==== Material provided ====

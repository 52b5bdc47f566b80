//! 表头聚合（屏障阶段）
//!
//! 合并全部分块的字段名集合，得到每个变体唯一、确定顺序的表头：
//! 变体的系统字段按固定顺序在前，其余字段按不区分大小写的字典序在后。

use super::artifact::read_json_lines;
use super::layout::OutputLayout;
use crate::error::Result;
use crate::fwlog::{FieldKeySet, LogVariant, VariantRegistry};
use std::collections::HashSet;

/// 某个变体的最终表头，计算后只读
#[derive(Debug, Clone, PartialEq, Eq)]
pub struct CanonicalHeader {
    variant: String,
    columns: Vec<String>,
    lookup: HashSet<String>,
}

impl CanonicalHeader {
    pub fn new(variant: impl Into<String>, columns: Vec<String>) -> Self {
        let lookup = columns.iter().cloned().collect();
        Self { variant: variant.into(), columns, lookup }
    }

    /// 由变体的系统字段和观察到的字段集合构造
    pub fn for_variant(variant: &dyn LogVariant, keys: &FieldKeySet) -> Self {
        Self::new(variant.name(), canonical_order(variant.system_fields(), keys))
    }

    pub fn variant(&self) -> &str {
        &self.variant
    }

    pub fn columns(&self) -> &[String] {
        &self.columns
    }

    pub fn contains(&self, column: &str) -> bool {
        self.lookup.contains(column)
    }

    pub fn len(&self) -> usize {
        self.columns.len()
    }

    pub fn is_empty(&self) -> bool {
        self.columns.is_empty()
    }
}

/// 计算确定的列顺序
///
/// 系统字段总在最前（即使没有出现在 `keys` 中），其余字段按
/// `(小写形式, 原文)` 升序，大小写不同的同名字段也有稳定顺序。
pub fn canonical_order(system_fields: &[&str], keys: &FieldKeySet) -> Vec<String> {
    let mut others: Vec<&String> = keys
        .iter()
        .filter(|key| !system_fields.contains(&key.as_str()))
        .collect();
    others.sort_by_cached_key(|key| (key.to_lowercase(), (*key).clone()));

    system_fields
        .iter()
        .map(|field| field.to_string())
        .chain(others.into_iter().cloned())
        .collect()
}

/// 读取各分块的字段名产物并为每个变体生成表头，顺序同注册表
pub fn aggregate_headers(
    registry: &VariantRegistry,
    layout: &OutputLayout,
    chunk_ids: &[usize],
) -> Result<Vec<CanonicalHeader>> {
    let mut headers = Vec::with_capacity(registry.len());

    for variant in registry.iter() {
        let mut keys = FieldKeySet::new();
        for &chunk_id in chunk_ids {
            let chunk_keys: Vec<String> =
                read_json_lines(&layout.keys_path(variant.name(), chunk_id))?;
            keys.extend(chunk_keys);
        }

        let header = CanonicalHeader::for_variant(variant, &keys);
        tracing::info!(
            "变体 {}: {} 个分块共发现 {} 个字段，表头 {} 列",
            variant.name(),
            chunk_ids.len(),
            keys.len(),
            header.len()
        );
        headers.push(header);
    }

    Ok(headers)
}
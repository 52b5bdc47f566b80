//! 并发执行相关的数据类型定义

use serde::{Deserialize, Serialize};
use std::fmt;

/// 任务失败策略
#[derive(Debug, Clone, Copy, PartialEq, Eq, Default, Serialize, Deserialize)]
#[serde(rename_all = "kebab-case")]
pub enum FailurePolicy {
    /// 第一个失败的任务中止整个批次，错误返回给调用方
    #[default]
    FailFast,
    /// 失败记录在对应任务的结果槽中，其余任务照常完成
    BestEffort,
}

impl FailurePolicy {
    pub fn as_str(&self) -> &'static str {
        match self {
            FailurePolicy::FailFast => "fail-fast",
            FailurePolicy::BestEffort => "best-effort",
        }
    }
}

impl fmt::Display for FailurePolicy {
    fn fmt(&self, f: &mut fmt::Formatter<'_>) -> fmt::Result {
        f.write_str(self.as_str())
    }
}

/// 单个任务的失败信息
#[derive(Debug, Clone, PartialEq, Eq, Serialize)]
pub struct TaskFailure {
    /// 所属阶段
    pub stage: String,
    /// 任务编号（从 1 开始，与提交顺序一致）
    pub task_id: usize,
    /// 错误或 panic 信息
    pub message: String,
}

impl fmt::Display for TaskFailure {
    fn fmt(&self, f: &mut fmt::Formatter<'_>) -> fmt::Result {
        write!(f, "[{}#{}] {}", self.stage, self.task_id, self.message)
    }
}

/// 单个任务的结果槽
#[derive(Debug, Clone, PartialEq)]
pub struct TaskResult<T> {
    /// 任务编号，仅用于恢复提交顺序
    pub task_id: usize,
    pub outcome: Result<T, TaskFailure>,
}

impl<T> TaskResult<T> {
    pub fn is_ok(&self) -> bool {
        self.outcome.is_ok()
    }

    pub fn value(&self) -> Option<&T> {
        self.outcome.as_ref().ok()
    }

    pub fn failure(&self) -> Option<&TaskFailure> {
        self.outcome.as_ref().err()
    }

    pub fn into_value(self) -> Option<T> {
        self.outcome.ok()
    }
}

#[cfg(test)]
mod tests {
    use super::*;

    #[derive(Debug, Deserialize)]
    struct Holder {
        policy: FailurePolicy,
    }

    #[test]
    fn test_failure_policy_serde_names() {
        let holder: Holder = toml::from_str(r#"policy = "best-effort""#).unwrap();
        assert_eq!(holder.policy, FailurePolicy::BestEffort);
        assert_eq!(FailurePolicy::default().to_string(), "fail-fast");
        assert!(toml::from_str::<Holder>(r#"policy = "never""#).is_err());
    }

    #[test]
    fn test_task_result_accessors() {
        let ok = TaskResult { task_id: 1, outcome: Ok(5) };
        assert!(ok.is_ok());
        assert_eq!(ok.value(), Some(&5));

        let failed: TaskResult<i32> = TaskResult {
            task_id: 2,
            outcome: Err(TaskFailure {
                stage: "parse".to_string(),
                task_id: 2,
                message: "boom".to_string(),
            }),
        };
        assert_eq!(failed.failure().map(|f| f.to_string()).as_deref(), Some("[parse#2] boom"));
        assert_eq!(failed.into_value(), None);
    }
}
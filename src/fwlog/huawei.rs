//! 华为防火墙日志变体（`hw`）
//!
//! 行格式示例：
//!
//! ```text
//! Sep  9 11:56:41 10.123.169.1 2020-09-09 10:05:11 FW-OUT-01 %%01SECLOG/6/SESSION_TEARDOWN(l):IPVer=4,Protocol=udp,...,CloseReason=aged-out.
//! ```
//!
//! 信封提取接收时间、可选的来源地址、可选的设备时间（不入表）、设备名、
//! 事件名（按 `/` 拆为模块 / 级别 / 名称）以及圆括号、方括号中的事件标记。
//! 参数尾部做两遍扫描：逗号分隔的 `key=value`，再是分号分隔的 `key:value`，
//! 后一遍覆盖前一遍的同名字段。

use super::types::{LogVariant, ParsedRecord, UnparsableLine};
use super::utils::{normalize_timestamp, scan_pairs};
use lazy_static::lazy_static;
use regex::Regex;

lazy_static! {
    static ref ENVELOPE_RE: Regex = Regex::new(
        r"^(?P<timestamp_1>\w+ [ ]?\d+ \d\d:\d\d:\d\d) (?:(?P<interface_1>[\d.]+) )?(?:(?P<timestamp_2>\d\d\d\d-\d\d-\d\d \d\d:\d\d:\d\d) )?(?P<interface_2>\S+) %%(?P<event_name>[^\s()\[\]]+?)(?:\((?P<event_brace_round>\S+)\))?(?:\[(?P<event_brace_square>\S+)\])?:(?P<params>.*)$"
    )
    .unwrap();
    static ref COMMA_PAIR_RE: Regex =
        Regex::new(r#"^([^\s()&,]+?)="?(.*?)"?(?:,|\.$|\)$)"#).unwrap();
    static ref SEMICOLON_PAIR_RE: Regex =
        Regex::new(r#"^(?:\[.*\])?([^()&,]+?):"?(.*?)"?;"#).unwrap();
}

/// 华为变体的系统字段（固定表头顺序）
pub const HUAWEI_SYSTEM_FIELDS: &[&str] = &[
    "_timestamp",
    "_datetime",
    "_interface_1",
    "_interface_2",
    "_event_module",
    "_event_severity",
    "_event_name",
    "_event_brace_round",
    "_event_brace_square",
];

/// 华为防火墙日志解析变体
#[derive(Debug, Clone)]
pub struct HuaweiVariant {
    fallback_year: i32,
}

impl HuaweiVariant {
    pub const NAME: &'static str = "hw";

    pub fn new(fallback_year: i32) -> Self {
        Self { fallback_year }
    }

    /// 拆分 `01SECLOG/6/SESSION_TEARDOWN` 形式的事件标记为 (模块, 级别, 名称)
    fn split_event(token: &str) -> (&str, &str, &str) {
        let parts: Vec<&str> = token.splitn(3, '/').collect();
        match parts.as_slice() {
            [module, severity, name] => (*module, *severity, *name),
            [module, name] => (*module, "", *name),
            _ => ("", "", token),
        }
    }

    fn parse_params(params: &str, record: &mut ParsedRecord) {
        let params = params.trim();

        let comma_tail = format!(",{params}");
        for (key, value) in scan_pairs(&comma_tail, &COMMA_PAIR_RE, |p| {
            p.ends_with(',') || p.ends_with(", ") || p.ends_with('(')
        }) {
            record.insert(key, value);
        }

        let semicolon_tail = format!(";{params}");
        for (key, value) in scan_pairs(&semicolon_tail, &SEMICOLON_PAIR_RE, |p| {
            p.ends_with(';') || p.ends_with("; ") || p.ends_with('(')
        }) {
            record.insert(key, value);
        }
    }
}

impl LogVariant for HuaweiVariant {
    fn name(&self) -> &'static str {
        Self::NAME
    }

    fn system_fields(&self) -> &'static [&'static str] {
        HUAWEI_SYSTEM_FIELDS
    }

    fn parse(&self, line: &str) -> Result<ParsedRecord, UnparsableLine> {
        let unparsable = UnparsableLine { variant: Self::NAME };
        let caps = ENVELOPE_RE.captures(line).ok_or(unparsable.clone())?;
        let group = |name: &str| caps.name(name).map_or("", |m| m.as_str());

        let (timestamp, datetime) =
            normalize_timestamp(group("timestamp_1"), self.fallback_year)
                .ok_or(unparsable)?;
        let (module, severity, event) = Self::split_event(group("event_name"));

        let mut record = ParsedRecord::new();
        record.insert("_timestamp", timestamp);
        record.insert("_datetime", datetime);
        record.insert("_interface_1", group("interface_1"));
        record.insert("_interface_2", group("interface_2"));
        record.insert("_event_module", module);
        record.insert("_event_severity", severity);
        record.insert("_event_name", event);
        record.insert("_event_brace_round", group("event_brace_round"));
        record.insert("_event_brace_square", group("event_brace_square"));

        Self::parse_params(group("params"), &mut record);

        Ok(record)
    }
}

====

**Assignment**
Copy task for the entries above: every line with the string "Some".

**Your solution**
        assert_eq!(ok.value(), Some(&5));
        assert_eq!(failed.failure().map(|f| f.to_string()).as_deref(), Some("[parse#2] boom"));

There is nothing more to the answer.